TRADOC Commanding Generals Says DLIFLC is an Example for Army University, Discusses Importance of Culture Training
MONTEREY, Calif. – The Defense Language Institute Foreign Language Center welcomed Gen. David Perkins, the commanding general of the U.S. Army Training and Doctrine Command at Fort Eustis, Virginia, to the Presidio of Monterey, California, Feb. 9.
“Something we are trying to increase and propagate in the Army is that we want you to continue your education and your level of self-development,” said Perkins. “For the rest of your life we want you to build tools to stay connected to the community of learning, and I think DLIFLC is really setting a great example of how we do that.”
Dr. Branka Sarac, director of technology integration, and Dr. Tamas Marius, director of language technology evaluation and assessment, showed the general some of the language training products produced by DLIFLC that are available for pre-deployment training, deployment use or refresher training.

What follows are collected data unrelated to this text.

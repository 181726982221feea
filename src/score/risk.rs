use std::collections::HashMap;

use log::{debug, info, warn};
use polars::prelude::{Column, DataFrame, NamedFrom, Series};

use crate::{
    config::{PolicyColumns, RiskConfig},
    error::{Result, ScoreError},
    table::{FeatureTable, GeoId, Geography, key_columns},
};
use super::{
    cross::crossed_feature,
    normalize::normalize,
    weighted::{descending_order, weighted_column_sum},
};

pub const RELATIVE_RISK: &str = "Relative Risk";
pub const RANK: &str = "Rank";

/// Existing policy coverage for one geography.
#[derive(Debug, Clone, Copy, PartialEq)]
pub struct PolicyTerms {
    /// 0 = no policy in place, 1 = fully covered.
    pub value: f64,
    /// Time units remaining before the policy lapses.
    pub countdown: f64,
}

impl PolicyTerms {
    pub fn new(value: f64, countdown: f64) -> Result<Self> {
        if !(0.0..=1.0).contains(&value) {
            return Err(ScoreError::invalid("policy value", format!("{value} is outside [0, 1]")));
        }
        if countdown.is_nan() || countdown < 0.0 {
            return Err(ScoreError::invalid("countdown", format!("{countdown} is negative")));
        }
        Ok(Self { value, countdown })
    }
}

/// Policy terms keyed by geography, from an external policy source.
#[derive(Debug, Clone, Default)]
pub struct PolicyData {
    terms: HashMap<GeoId, PolicyTerms>,
}

impl PolicyData {
    pub fn new() -> Self { Self::default() }

    pub fn insert(&mut self, geo_id: GeoId, terms: PolicyTerms) {
        self.terms.insert(geo_id, terms);
    }

    #[inline] pub fn get(&self, geo_id: &GeoId) -> Option<&PolicyTerms> { self.terms.get(geo_id) }

    #[inline] pub fn len(&self) -> usize { self.terms.len() }

    #[inline] pub fn is_empty(&self) -> bool { self.terms.is_empty() }

    /// Read policy terms from the configured columns of `table`.
    ///
    /// A geography with an empty value or countdown cell gets no terms, so
    /// [`RiskInput::with_policy`] treats it as uncovered.
    pub fn from_table(table: &FeatureTable, columns: &PolicyColumns) -> Result<Self> {
        let values = table.optional_indicator(&columns.value_column)?;
        let countdowns = table.optional_indicator(&columns.countdown_column)?;

        let mut data = Self::new();
        for ((geography, value), countdown) in table.geographies().iter().zip(values).zip(countdowns) {
            let (Some(value), Some(countdown)) = (value, countdown) else {
                debug!("[risk] {geography} has no policy terms, skipping");
                continue;
            };
            let terms = PolicyTerms::new(value, countdown).map_err(|err| match err {
                ScoreError::InvalidParameter { name, reason } => {
                    ScoreError::InvalidParameter { name, reason: format!("{reason} for {geography}") }
                }
                other => other,
            })?;
            data.insert(geography.geo_id.clone(), terms);
        }
        Ok(data)
    }

    /// True if every geography in `table` has policy terms.
    pub fn covers(&self, table: &FeatureTable) -> bool {
        table.geographies().iter().all(|geo| self.terms.contains_key(&geo.geo_id))
    }
}

/// Scoring input: either every geography carries policy terms, or none do.
#[derive(Debug, Clone)]
pub enum RiskInput {
    WithPolicy { features: FeatureTable, policy: PolicyData },
    WithoutPolicy { features: FeatureTable },
}

impl RiskInput {
    pub fn without_policy(features: FeatureTable) -> Self {
        Self::WithoutPolicy { features }
    }

    /// Attach policy terms, falling back to no adjustment for the whole run
    /// if any geography is not covered.
    pub fn with_policy(features: FeatureTable, policy: PolicyData) -> Self {
        if policy.covers(&features) {
            return Self::WithPolicy { features, policy };
        }
        let uncovered = features.geographies().iter()
            .filter(|geo| policy.get(&geo.geo_id).is_none())
            .count();
        warn!(
            "[risk] policy data is missing for {uncovered} of {} geographies; ranking without policy adjustment",
            features.len(),
        );
        Self::WithoutPolicy { features }
    }

    /// Use the policy columns of `table` when both are present.
    pub fn from_table(table: FeatureTable, config: &RiskConfig) -> Result<Self> {
        let columns = &config.policy;
        if !(table.has_column(&columns.value_column) && table.has_column(&columns.countdown_column)) {
            return Ok(Self::without_policy(table));
        }

        let policy = PolicyData::from_table(&table, columns)?;
        Ok(Self::with_policy(table, policy))
    }

    pub fn features(&self) -> &FeatureTable {
        match self {
            Self::WithPolicy { features, .. } | Self::WithoutPolicy { features } => features,
        }
    }
}

/// Relative Risk adjusted for existing policy coverage and time remaining.
///
/// `countdown` below 1 is clamped to 1.
pub fn priority_indicator(relative_risk: f64, policy_value: f64, countdown: f64) -> f64 {
    relative_risk * (1.0 - policy_value) / countdown.max(1.0).sqrt()
}

/// Policy terms and the resulting priority rank of one geography.
#[derive(Debug, Clone, Copy, PartialEq)]
pub struct Priority {
    pub policy_value: f64,
    pub countdown: f64,
    pub rank: f64,
}

#[derive(Debug, Clone)]
pub struct RankedGeography {
    pub geography: Geography,
    /// Scaled feature values, in `RiskRanking::feature_names` order.
    pub features: Vec<f64>,
    pub relative_risk: f64,
    pub priority: Option<Priority>,
}

/// Geographies ordered by priority rank when policy terms are present,
/// otherwise by Relative Risk. Ties are ordered by state, then name.
#[derive(Debug, Clone)]
pub struct RiskRanking {
    label: String,
    feature_names: Vec<String>,
    rows: Vec<RankedGeography>,
    with_policy: bool,
}

impl RiskRanking {
    #[inline] pub fn label(&self) -> &str { &self.label }

    #[inline] pub fn feature_names(&self) -> &[String] { &self.feature_names }

    #[inline] pub fn rows(&self) -> &[RankedGeography] { &self.rows }

    #[inline] pub fn len(&self) -> usize { self.rows.len() }

    #[inline] pub fn is_empty(&self) -> bool { self.rows.is_empty() }

    #[inline] pub fn has_priority(&self) -> bool { self.with_policy }

    pub fn get(&self, geo_id: &GeoId) -> Option<&RankedGeography> {
        self.rows.iter().find(|row| row.geography.geo_id == *geo_id)
    }

    /// Key columns, scaled features, `Relative Risk`, then policy terms and `Rank`.
    pub fn to_frame(&self) -> Result<DataFrame> {
        let mut columns = key_columns(self.rows.iter().map(|row| &row.geography));
        for (j, name) in self.feature_names.iter().enumerate() {
            let values: Vec<f64> = self.rows.iter().map(|row| row.features[j]).collect();
            columns.push(Series::new(name.as_str().into(), values).into());
        }
        columns.push(float_column(RELATIVE_RISK, self.rows.iter().map(|row| row.relative_risk)));

        if self.with_policy {
            let priorities: Vec<Priority> = self.rows.iter().filter_map(|row| row.priority).collect();
            columns.push(float_column("Policy Value", priorities.iter().map(|p| p.policy_value)));
            columns.push(float_column("Countdown", priorities.iter().map(|p| p.countdown)));
            columns.push(float_column(RANK, priorities.iter().map(|p| p.rank)));
        }

        Ok(DataFrame::new(columns)?)
    }
}

/// Rows by descending score; equal scores fall back to (state, name) order.
fn rank_order(scores: &[f64], geographies: &[Geography]) -> Vec<usize> {
    let mut alphabetical: Vec<usize> = (0..geographies.len()).collect();
    alphabetical.sort_by(|&a, &b| {
        let (a, b) = (&geographies[a], &geographies[b]);
        a.state.cmp(&b.state).then_with(|| a.name.cmp(&b.name))
    });

    let sorted: Vec<f64> = alphabetical.iter().map(|&row| scores[row]).collect();
    descending_order(&sorted).into_iter().map(|i| alphabetical[i]).collect()
}

fn float_column(name: &str, values: impl Iterator<Item = f64>) -> Column {
    Series::new(name.into(), values.collect::<Vec<f64>>()).into()
}

/// Score and rank every geography in `input`.
///
/// Features are normalized, optionally joined by the rescaled cross term,
/// summed per geography, and divided by the largest sum so the top
/// geography scores exactly 1. Sums are floored at 0, so negative inputs
/// cannot push a score below 0. An all-zero table scores 0 everywhere.
pub fn rank_counties(input: &RiskInput, config: &RiskConfig, label: &str) -> Result<RiskRanking> {
    let table = input.features();
    let mut normalized = normalize(table, config)?;
    if config.cross {
        let crossed = crossed_feature(&normalized, &config.cross_features)?;
        normalized = normalized.with_feature(crossed)?;
    }

    let columns: Vec<&[f64]> = normalized.features().iter().map(|f| f.values.as_slice()).collect();
    let sums: Vec<f64> = weighted_column_sum(&columns, &vec![1.0; columns.len()])?
        .into_iter()
        .map(|sum| sum.max(0.0))
        .collect();

    let max_sum = sums.iter().copied().fold(f64::NEG_INFINITY, f64::max);
    let relative_risk: Vec<f64> = if max_sum > 0.0 && max_sum.is_finite() {
        sums.iter().map(|sum| sum / max_sum).collect()
    } else {
        warn!("[risk] largest feature sum is {max_sum}; every Relative Risk is 0");
        vec![0.0; sums.len()]
    };
    debug!("[risk] scored {} geographies on {} features", sums.len(), columns.len());

    let priorities: Option<Vec<Priority>> = match input {
        RiskInput::WithoutPolicy { .. } => None,
        RiskInput::WithPolicy { policy, .. } => Some(
            table.geographies().iter().zip(&relative_risk)
                .map(|(geo, &risk)| {
                    let terms = policy.get(&geo.geo_id)
                        .ok_or_else(|| ScoreError::UnmatchedGeography { geography: geo.to_string() })?;
                    Ok(Priority {
                        policy_value: terms.value,
                        countdown: terms.countdown,
                        rank: priority_indicator(risk, terms.value, terms.countdown),
                    })
                })
                .collect::<Result<Vec<Priority>>>()?
        ),
    };

    let scores = match &priorities {
        Some(priorities) => priorities.iter().map(|p| p.rank).collect(),
        None => relative_risk.clone(),
    };
    let order = rank_order(&scores, table.geographies());

    let rows = order.into_iter()
        .map(|row| RankedGeography {
            geography: normalized.geographies()[row].clone(),
            features: normalized.features().iter().map(|f| f.values[row]).collect(),
            relative_risk: relative_risk[row],
            priority: priorities.as_ref().map(|p| p[row]),
        })
        .collect::<Vec<_>>();

    if let Some(top) = rows.first() {
        info!("[risk] {label}: highest ranked is {} (Relative Risk {:.3})", top.geography, top.relative_risk);
    }

    Ok(RiskRanking {
        label: label.to_string(),
        feature_names: normalized.feature_names().into_iter().map(String::from).collect(),
        rows,
        with_policy: priorities.is_some(),
    })
}
use anyhow::Result;
use openequity::{TransportWeights, build_index, compare_averages, get_equity_geographies};

pub fn run(cli: &crate::cli::Cli, args: &crate::cli::TransportArgs) -> Result<()> {
    let config = super::load_config(cli)?;
    let tracts = super::load_table(cli, &args.tracts, &config.tracts)?;

    let weights = TransportWeights::new(config.transport.weights.clone())?;
    let mut index = build_index(&tracts, &weights)?;

    if args.equity {
        let equity = get_equity_geographies(&tracts, &config.equity)?;
        let comparison = compare_averages(&tracts, index.indicators(), &equity)?;
        for (indicator, average) in &comparison.selection {
            match comparison.equity.get(indicator) {
                Some(equity_average) => log::info!("[transport] {indicator}: {average:.2} selection, {equity_average:.2} equity geographies"),
                None => log::info!("[transport] {indicator}: {average:.2} selection"),
            }
        }
        index = index.with_equity(&equity);
    }

    if let Some(n) = args.top.or(config.transport.top) {
        index = index.top(n);
    }

    super::write_output(index.to_frame()?, args.output.as_deref())
}
#![doc = "OpenEquity public API"]
mod config;
mod cost;
mod equity;
mod error;
mod score;
mod table;

pub mod io;

#[doc(inline)]
pub use error::{Result, ScoreError};

#[doc(inline)]
pub use config::{
    AnalysisConfig, CostConfig, EquityConfig, PolicyColumns, RiskConfig, TableSchema, TransportConfig,
};

#[doc(inline)]
pub use table::{FeatureTable, GeoId, GeoType, Geography};

#[doc(inline)]
pub use score::{
    CROSSED, CrossedFeatures, Feature, INDICATOR, NormalizedTable, PolicyData, PolicyTerms, Priority, RankedGeography,
    RiskInput, RiskRanking, correlate, cross_features, crossed_feature, descending_order, max_abs_scale, min_max_scale,
    normalize, numeric_indicators, priority_indicator, rank_counties, weighted_column_sum,
};

#[doc(inline)]
pub use equity::{
    AverageComparison, ClassifiedTract, Concentration, Criteria, EquityClassifier, EquityGeographies,
    INDEX_VALUE, IndexedTract, IndicatorWeight, PovertyMeasure, Threshold, TransportIndex, TransportWeights,
    build_index, compare_averages, get_equity_geographies,
};

#[doc(inline)]
pub use cost::{CostEstimate, GeographyCost, HOUSING_STOCK_DISTRIBUTION, RentType, TOTAL_COST, estimate_eviction_cost};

“Some of the technology that I just saw – the web access, voice recognition, self-paced distance learning – I think that is going to be key so that people other than just professionally trained linguists have at least a minimum background in language and culture,” said Perkins.
Through technology, Perkins would like to see language and culture training given to the total force as he spoke about the ever-changing role of training in the military. For 75 years, linguists have been trained at DLIFLC. Graduating with a high level of proficiency, they go on to become the language experts at the units to which they are assigned, but as Perkins points out, these language experts are too few.
“I think what we’re going to find in the future is that it is not enough. When we send a unit to a particular region for regional alignment we are going to want a level of language and cultural proficiency throughout the formation and we can’t send them all to DLIFLC,” said Perkins, reemphasizing how the institute’s online language training products can assist regionally.
Speaking further about regionally aligned forces, Perkins said, “The world is going to get more and more complex.”
“No matter what mission we give our Soldiers, Sailors, Airmen and Marines they are going to be in an environment with multiple cultures, multiple languages, and multiple backgrounds all simultaneously interacting with each other. This is a level of complexity that we are not used to,” said Perkins.